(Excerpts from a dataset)
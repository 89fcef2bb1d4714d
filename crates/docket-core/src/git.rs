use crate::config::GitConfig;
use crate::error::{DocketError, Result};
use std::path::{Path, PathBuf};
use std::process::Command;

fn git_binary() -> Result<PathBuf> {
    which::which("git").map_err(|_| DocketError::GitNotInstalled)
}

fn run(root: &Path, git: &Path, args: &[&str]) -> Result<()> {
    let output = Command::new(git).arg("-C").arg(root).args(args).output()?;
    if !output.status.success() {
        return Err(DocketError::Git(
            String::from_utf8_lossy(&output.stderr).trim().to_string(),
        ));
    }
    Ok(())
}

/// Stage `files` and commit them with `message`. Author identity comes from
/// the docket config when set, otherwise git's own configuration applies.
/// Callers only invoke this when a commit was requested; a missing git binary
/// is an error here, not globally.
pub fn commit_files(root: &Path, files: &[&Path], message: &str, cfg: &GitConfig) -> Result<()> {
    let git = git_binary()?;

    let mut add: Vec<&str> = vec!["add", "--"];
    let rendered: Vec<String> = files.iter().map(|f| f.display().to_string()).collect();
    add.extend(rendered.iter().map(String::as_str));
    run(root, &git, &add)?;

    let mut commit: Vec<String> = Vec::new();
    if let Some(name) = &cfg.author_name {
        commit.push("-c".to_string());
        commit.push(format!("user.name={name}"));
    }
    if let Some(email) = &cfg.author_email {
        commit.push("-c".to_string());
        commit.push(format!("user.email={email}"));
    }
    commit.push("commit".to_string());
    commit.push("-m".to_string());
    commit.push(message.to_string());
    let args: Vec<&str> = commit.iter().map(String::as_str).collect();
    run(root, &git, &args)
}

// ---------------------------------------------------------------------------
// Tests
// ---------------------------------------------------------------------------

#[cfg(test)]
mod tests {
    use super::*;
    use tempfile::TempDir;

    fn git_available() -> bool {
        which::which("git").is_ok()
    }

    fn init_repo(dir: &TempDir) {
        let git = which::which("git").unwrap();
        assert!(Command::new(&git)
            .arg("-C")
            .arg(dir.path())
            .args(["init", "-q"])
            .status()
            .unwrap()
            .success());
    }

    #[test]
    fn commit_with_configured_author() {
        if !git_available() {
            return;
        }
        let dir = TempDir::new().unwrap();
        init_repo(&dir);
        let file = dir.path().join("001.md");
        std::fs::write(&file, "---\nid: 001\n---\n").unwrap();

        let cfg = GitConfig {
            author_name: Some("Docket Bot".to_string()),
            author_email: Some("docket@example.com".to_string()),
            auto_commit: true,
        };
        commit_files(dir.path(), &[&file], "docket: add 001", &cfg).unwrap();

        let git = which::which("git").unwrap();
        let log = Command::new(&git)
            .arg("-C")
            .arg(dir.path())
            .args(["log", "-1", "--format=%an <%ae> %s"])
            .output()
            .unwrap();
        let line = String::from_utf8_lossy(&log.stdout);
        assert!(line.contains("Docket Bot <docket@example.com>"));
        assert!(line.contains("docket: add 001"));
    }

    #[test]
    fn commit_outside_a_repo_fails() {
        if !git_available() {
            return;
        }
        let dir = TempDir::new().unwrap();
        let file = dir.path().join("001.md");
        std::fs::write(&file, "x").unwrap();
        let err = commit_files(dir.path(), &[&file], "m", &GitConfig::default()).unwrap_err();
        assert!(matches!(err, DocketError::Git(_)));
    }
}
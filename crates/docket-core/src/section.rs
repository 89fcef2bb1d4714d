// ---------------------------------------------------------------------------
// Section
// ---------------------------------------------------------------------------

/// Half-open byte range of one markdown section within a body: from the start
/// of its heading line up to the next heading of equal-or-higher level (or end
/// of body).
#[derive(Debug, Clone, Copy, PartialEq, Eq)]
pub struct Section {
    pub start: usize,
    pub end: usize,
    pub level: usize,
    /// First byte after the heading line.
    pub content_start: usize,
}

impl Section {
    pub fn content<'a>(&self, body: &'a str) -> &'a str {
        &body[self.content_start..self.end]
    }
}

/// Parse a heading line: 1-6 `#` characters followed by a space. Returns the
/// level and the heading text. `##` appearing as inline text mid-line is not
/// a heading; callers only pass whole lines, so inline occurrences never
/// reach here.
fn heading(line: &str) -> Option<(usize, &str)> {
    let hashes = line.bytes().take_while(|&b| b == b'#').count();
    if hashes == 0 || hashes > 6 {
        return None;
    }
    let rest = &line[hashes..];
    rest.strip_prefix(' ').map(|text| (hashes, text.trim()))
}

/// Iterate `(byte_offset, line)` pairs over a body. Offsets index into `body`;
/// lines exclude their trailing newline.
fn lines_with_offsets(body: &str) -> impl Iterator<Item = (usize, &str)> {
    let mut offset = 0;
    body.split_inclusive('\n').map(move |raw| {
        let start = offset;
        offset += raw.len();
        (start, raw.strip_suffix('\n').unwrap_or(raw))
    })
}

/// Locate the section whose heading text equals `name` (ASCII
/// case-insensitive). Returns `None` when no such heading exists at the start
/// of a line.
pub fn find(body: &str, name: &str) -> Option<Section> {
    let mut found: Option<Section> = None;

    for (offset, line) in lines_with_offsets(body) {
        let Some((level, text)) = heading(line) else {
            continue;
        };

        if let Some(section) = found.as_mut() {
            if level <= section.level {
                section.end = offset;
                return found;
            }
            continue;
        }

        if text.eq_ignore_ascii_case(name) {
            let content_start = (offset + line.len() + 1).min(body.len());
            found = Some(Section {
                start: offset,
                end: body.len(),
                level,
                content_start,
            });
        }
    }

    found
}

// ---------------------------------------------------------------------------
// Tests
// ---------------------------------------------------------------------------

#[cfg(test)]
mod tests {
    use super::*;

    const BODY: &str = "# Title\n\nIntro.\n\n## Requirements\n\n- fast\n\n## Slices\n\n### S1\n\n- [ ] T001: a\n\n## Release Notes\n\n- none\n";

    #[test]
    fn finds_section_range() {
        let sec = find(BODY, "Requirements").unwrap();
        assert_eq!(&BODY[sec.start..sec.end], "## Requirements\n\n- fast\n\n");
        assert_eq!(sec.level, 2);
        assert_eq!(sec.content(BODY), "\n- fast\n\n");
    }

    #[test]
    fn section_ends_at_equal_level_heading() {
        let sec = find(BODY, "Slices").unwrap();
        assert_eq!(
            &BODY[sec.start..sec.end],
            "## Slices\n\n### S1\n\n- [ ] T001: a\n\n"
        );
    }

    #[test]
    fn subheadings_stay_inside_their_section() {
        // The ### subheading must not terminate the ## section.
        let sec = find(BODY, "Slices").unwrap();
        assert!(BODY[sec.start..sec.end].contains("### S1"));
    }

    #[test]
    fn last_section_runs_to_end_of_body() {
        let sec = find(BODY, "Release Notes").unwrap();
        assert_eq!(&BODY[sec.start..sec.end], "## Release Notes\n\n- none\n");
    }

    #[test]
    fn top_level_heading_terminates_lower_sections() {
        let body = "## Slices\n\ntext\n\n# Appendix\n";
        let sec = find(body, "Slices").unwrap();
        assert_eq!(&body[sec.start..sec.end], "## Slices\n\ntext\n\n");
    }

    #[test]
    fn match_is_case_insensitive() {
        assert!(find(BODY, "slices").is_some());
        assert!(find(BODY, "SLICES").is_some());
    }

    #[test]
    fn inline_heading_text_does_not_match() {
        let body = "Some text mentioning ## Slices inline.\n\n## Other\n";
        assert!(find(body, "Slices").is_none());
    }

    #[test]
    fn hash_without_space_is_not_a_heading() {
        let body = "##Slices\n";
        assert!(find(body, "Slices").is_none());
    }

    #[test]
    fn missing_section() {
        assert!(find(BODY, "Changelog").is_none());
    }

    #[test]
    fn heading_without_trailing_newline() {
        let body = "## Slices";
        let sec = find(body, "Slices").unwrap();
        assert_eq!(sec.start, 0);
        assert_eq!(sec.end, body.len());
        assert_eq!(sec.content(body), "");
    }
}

...

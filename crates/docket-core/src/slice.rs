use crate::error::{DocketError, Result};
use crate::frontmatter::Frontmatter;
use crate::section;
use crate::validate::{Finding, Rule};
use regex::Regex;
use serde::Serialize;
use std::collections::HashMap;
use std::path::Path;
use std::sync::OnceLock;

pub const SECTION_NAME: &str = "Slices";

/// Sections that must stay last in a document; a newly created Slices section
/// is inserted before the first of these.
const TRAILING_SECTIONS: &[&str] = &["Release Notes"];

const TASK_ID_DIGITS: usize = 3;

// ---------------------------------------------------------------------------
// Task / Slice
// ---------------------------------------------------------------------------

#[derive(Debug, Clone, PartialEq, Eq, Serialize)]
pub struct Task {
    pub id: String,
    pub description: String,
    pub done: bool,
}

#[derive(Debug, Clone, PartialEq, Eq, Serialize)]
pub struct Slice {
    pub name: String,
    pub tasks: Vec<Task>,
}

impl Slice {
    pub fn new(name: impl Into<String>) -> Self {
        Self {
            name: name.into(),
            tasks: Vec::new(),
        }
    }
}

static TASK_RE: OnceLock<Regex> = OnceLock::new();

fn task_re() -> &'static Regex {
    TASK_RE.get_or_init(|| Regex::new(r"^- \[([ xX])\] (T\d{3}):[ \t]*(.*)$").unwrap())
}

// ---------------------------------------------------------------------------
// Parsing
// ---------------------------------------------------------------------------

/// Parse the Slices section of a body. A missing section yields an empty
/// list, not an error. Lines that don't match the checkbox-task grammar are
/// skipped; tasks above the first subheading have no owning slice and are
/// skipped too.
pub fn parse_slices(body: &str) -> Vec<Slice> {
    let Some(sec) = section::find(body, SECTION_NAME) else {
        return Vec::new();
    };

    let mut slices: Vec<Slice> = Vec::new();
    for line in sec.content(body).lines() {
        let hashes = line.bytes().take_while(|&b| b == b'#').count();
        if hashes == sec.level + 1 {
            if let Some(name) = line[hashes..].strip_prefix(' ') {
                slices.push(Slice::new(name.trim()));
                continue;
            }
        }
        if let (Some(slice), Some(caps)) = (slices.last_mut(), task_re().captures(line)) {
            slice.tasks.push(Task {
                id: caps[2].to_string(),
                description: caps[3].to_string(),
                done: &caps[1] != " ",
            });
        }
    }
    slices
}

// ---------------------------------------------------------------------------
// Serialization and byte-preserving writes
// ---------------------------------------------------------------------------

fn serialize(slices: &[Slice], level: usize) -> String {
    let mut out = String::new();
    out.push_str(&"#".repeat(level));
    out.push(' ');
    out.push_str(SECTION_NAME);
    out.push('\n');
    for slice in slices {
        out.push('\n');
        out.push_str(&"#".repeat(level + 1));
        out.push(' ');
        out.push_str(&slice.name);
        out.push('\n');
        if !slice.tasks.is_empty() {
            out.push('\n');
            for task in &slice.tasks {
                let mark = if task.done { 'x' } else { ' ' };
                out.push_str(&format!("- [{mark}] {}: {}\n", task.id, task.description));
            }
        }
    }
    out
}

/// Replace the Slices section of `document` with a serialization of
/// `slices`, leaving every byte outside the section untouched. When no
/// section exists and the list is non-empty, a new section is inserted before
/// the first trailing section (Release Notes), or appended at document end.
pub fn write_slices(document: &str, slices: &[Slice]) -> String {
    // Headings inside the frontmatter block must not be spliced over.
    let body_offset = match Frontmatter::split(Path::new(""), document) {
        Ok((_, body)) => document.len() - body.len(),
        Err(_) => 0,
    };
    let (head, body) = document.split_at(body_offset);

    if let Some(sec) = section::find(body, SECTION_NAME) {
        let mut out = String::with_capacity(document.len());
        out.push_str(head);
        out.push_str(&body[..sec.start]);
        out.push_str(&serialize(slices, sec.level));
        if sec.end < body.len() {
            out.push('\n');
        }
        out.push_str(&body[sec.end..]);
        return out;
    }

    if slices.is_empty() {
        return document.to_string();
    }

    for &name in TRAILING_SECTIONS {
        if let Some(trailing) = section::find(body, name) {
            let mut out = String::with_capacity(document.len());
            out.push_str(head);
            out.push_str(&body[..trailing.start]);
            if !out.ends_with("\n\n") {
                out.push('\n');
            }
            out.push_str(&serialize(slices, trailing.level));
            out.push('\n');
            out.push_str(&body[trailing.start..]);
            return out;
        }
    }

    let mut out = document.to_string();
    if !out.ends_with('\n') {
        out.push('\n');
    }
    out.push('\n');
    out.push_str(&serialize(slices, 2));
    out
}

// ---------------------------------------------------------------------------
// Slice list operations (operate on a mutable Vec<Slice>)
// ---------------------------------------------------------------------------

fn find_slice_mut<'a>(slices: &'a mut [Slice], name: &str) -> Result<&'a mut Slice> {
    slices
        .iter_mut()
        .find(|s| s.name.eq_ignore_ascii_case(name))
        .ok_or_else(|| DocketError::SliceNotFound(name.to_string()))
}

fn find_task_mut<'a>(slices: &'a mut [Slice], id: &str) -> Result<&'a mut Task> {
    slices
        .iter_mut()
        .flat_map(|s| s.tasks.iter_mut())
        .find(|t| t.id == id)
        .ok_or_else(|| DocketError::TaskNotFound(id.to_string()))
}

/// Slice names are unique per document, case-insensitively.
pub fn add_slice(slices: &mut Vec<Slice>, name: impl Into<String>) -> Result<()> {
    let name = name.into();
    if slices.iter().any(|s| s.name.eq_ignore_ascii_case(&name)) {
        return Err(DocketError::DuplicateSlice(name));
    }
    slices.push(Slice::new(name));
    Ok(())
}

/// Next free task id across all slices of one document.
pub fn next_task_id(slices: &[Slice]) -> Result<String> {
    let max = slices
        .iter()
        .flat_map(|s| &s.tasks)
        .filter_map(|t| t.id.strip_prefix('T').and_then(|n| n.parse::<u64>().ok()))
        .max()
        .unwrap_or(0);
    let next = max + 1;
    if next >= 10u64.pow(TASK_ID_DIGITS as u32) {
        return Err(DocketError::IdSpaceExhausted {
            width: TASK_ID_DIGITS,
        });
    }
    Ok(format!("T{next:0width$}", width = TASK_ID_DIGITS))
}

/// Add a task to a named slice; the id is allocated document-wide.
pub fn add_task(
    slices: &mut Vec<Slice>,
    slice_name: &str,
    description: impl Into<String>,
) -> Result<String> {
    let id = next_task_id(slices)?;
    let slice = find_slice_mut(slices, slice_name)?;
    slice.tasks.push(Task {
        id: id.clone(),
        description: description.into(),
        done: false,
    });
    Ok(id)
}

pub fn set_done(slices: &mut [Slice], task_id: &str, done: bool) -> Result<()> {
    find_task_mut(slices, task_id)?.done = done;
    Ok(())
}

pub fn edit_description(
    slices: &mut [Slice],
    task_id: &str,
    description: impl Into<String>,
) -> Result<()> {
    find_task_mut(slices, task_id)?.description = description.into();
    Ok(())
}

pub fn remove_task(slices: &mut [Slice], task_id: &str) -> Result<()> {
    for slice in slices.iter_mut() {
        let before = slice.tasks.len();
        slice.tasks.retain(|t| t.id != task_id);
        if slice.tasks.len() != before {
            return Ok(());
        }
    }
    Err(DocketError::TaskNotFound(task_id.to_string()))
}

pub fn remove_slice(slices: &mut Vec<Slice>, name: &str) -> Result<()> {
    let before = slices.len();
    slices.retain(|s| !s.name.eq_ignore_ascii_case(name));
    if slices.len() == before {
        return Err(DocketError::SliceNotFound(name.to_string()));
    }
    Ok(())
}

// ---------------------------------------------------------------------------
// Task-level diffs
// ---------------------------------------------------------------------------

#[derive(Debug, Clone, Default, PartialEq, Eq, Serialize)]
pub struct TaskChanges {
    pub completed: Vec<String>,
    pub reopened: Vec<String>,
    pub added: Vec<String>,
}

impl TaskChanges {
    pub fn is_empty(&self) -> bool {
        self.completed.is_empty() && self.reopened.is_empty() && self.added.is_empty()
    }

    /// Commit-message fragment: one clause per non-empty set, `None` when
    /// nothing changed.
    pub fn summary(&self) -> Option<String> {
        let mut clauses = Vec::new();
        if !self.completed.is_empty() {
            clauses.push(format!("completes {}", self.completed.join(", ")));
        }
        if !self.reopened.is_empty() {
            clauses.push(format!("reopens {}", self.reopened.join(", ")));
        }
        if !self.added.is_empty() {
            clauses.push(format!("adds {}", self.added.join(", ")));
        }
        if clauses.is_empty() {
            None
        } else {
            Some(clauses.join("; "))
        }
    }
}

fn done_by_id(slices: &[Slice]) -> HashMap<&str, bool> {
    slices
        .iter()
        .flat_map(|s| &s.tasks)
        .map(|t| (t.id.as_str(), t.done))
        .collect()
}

Exercise brief
Return each line from the entries above that includes "derive".

Output
#[derive(Debug, Clone, Copy, PartialEq, Eq)]
#[derive(Debug, Clone, PartialEq, Eq, Serialize)]
#[derive(Debug, Clone, PartialEq, Eq, Serialize)]
#[derive(Debug, Clone, Default, PartialEq, Eq, Serialize)]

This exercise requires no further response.